→ **Your goal**:
Find all lines in the records that include the word "GameSnapshot", and copy them out.

Records to process: Begin

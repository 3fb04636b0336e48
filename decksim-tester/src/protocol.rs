//! Line protocol between the orchestrator and worker processes.
//!
//! Workers write plain text lines to stdout. Two line kinds matter:
//!
//! ```text
//! PROGRESS:turn=3|active=Input Deck|phase=Combat|lives=18:12|names=Input Deck:Opponent 1
//! RESULT:winner=Input Deck,turns=14,draw=false,placements=Input Deck:1:18:Winner|Opponent 1:2:0:LifeReachedZero
//! ```
//!
//! Everything else on stdout is ignored. Parsing is lenient: a malformed
//! progress line is dropped rather than failing the trial, since progress is
//! advisory. A missing or malformed RESULT line is the caller's problem; the
//! trial is then an execution error.

use decksim_engine::{GameSnapshot, PartyPlacement, TrialOutcome};

pub const PROGRESS_PREFIX: &str = "PROGRESS:";
pub const RESULT_PREFIX: &str = "RESULT:";

/// Placeholder reason for a seat that finished the game alive.
const REASON_WINNER: &str = "Winner";
/// Placeholder winner for a drawn game.
const WINNER_NULL: &str = "null";

#[must_use]
pub fn format_progress(snapshot: &GameSnapshot) -> String {
    format!(
        "{PROGRESS_PREFIX}turn={}|active={}|phase={}|lives={}|names={}",
        snapshot.turn,
        snapshot.active,
        snapshot.phase,
        snapshot
            .lives
            .iter()
            .map(ToString::to_string)
            .collect::<Vec<_>>()
            .join(":"),
        snapshot.names.join(":"),
    )
}

/// Parse one `PROGRESS:` line. `None` for anything malformed, including a
/// names/lives length mismatch.
#[must_use]
pub fn parse_progress(line: &str) -> Option<GameSnapshot> {
    let body = line.trim().strip_prefix(PROGRESS_PREFIX)?;
    let mut snapshot = GameSnapshot::default();
    let mut saw_turn = false;

    for field in body.split('|') {
        let (key, value) = field.split_once('=')?;
        match key {
            "turn" => {
                snapshot.turn = value.parse().ok()?;
                saw_turn = true;
            }
            "active" => snapshot.active = value.to_string(),
            "phase" => snapshot.phase = value.to_string(),
            "lives" => {
                snapshot.lives = value
                    .split(':')
                    .map(|v| v.parse().ok())
                    .collect::<Option<Vec<i32>>>()?;
            }
            "names" => {
                snapshot.names = value.split(':').map(str::to_string).collect();
            }
            // Unknown fields from a newer worker are fine.
            _ => {}
        }
    }

    if !saw_turn || snapshot.names.len() != snapshot.lives.len() {
        return None;
    }
    Some(snapshot)
}

#[must_use]
pub fn format_result(outcome: &TrialOutcome) -> String {
    let mut line = format!(
        "{RESULT_PREFIX}winner={},turns={},draw={}",
        outcome.winner.as_deref().unwrap_or(WINNER_NULL),
        outcome.turns,
        outcome.draw,
    );
    if !outcome.placements.is_empty() {
        let placements = outcome
            .placements
            .iter()
            .map(|p| {
                format!(
                    "{}:{}:{}:{}",
                    p.name,
                    p.rank,
                    p.life,
                    p.reason.as_deref().unwrap_or(REASON_WINNER),
                )
            })
            .collect::<Vec<_>>()
            .join("|");
        line.push_str(",placements=");
        line.push_str(&placements);
    }
    line
}

/// Parse one `RESULT:` line. `None` when the line is not a well-formed
/// result.
#[must_use]
pub fn parse_result(line: &str) -> Option<TrialOutcome> {
    let body = line.trim().strip_prefix(RESULT_PREFIX)?;
    let mut outcome = TrialOutcome::default();
    let mut saw_turns = false;

    for field in body.split(',') {
        let (key, value) = field.split_once('=')?;
        match key {
            "winner" => {
                outcome.winner = (value != WINNER_NULL).then(|| value.to_string());
            }
            "turns" => {
                outcome.turns = value.parse().ok()?;
                saw_turns = true;
            }
            "draw" => outcome.draw = value.parse().ok()?,
            "placements" => {
                outcome.placements = value
                    .split('|')
                    .map(parse_placement)
                    .collect::<Option<Vec<_>>>()?;
            }
            _ => {}
        }
    }

    saw_turns.then_some(outcome)
}

fn parse_placement(field: &str) -> Option<PartyPlacement> {
    let mut parts = field.splitn(4, ':');
    let name = parts.next()?.to_string();
    let rank: u32 = parts.next()?.parse().ok()?;
    let life: i32 = parts.next()?.parse().ok()?;
    let reason = parts.next()?;
    Some(PartyPlacement {
        name,
        won: rank == 1 && reason == REASON_WINNER,
        life,
        rank,
        reason: (reason != REASON_WINNER).then(|| reason.to_string()),
    })
}

/// Scan captured worker stdout for the last RESULT line. Last wins so a
/// worker that restarts its own game internally still reports one outcome.
#[must_use]
pub fn extract_result(stdout: &str) -> Option<TrialOutcome> {
    stdout
        .lines()
        .rev()
        .find_map(|line| parse_result(line.trim()))
}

Records to process: End

→ **Response area**:
use decksim_engine::{GameSnapshot, PartyPlacement, TrialOutcome};
pub fn format_progress(snapshot: &GameSnapshot) -> String {
pub fn parse_progress(line: &str) -> Option<GameSnapshot> {
    let mut snapshot = GameSnapshot::default();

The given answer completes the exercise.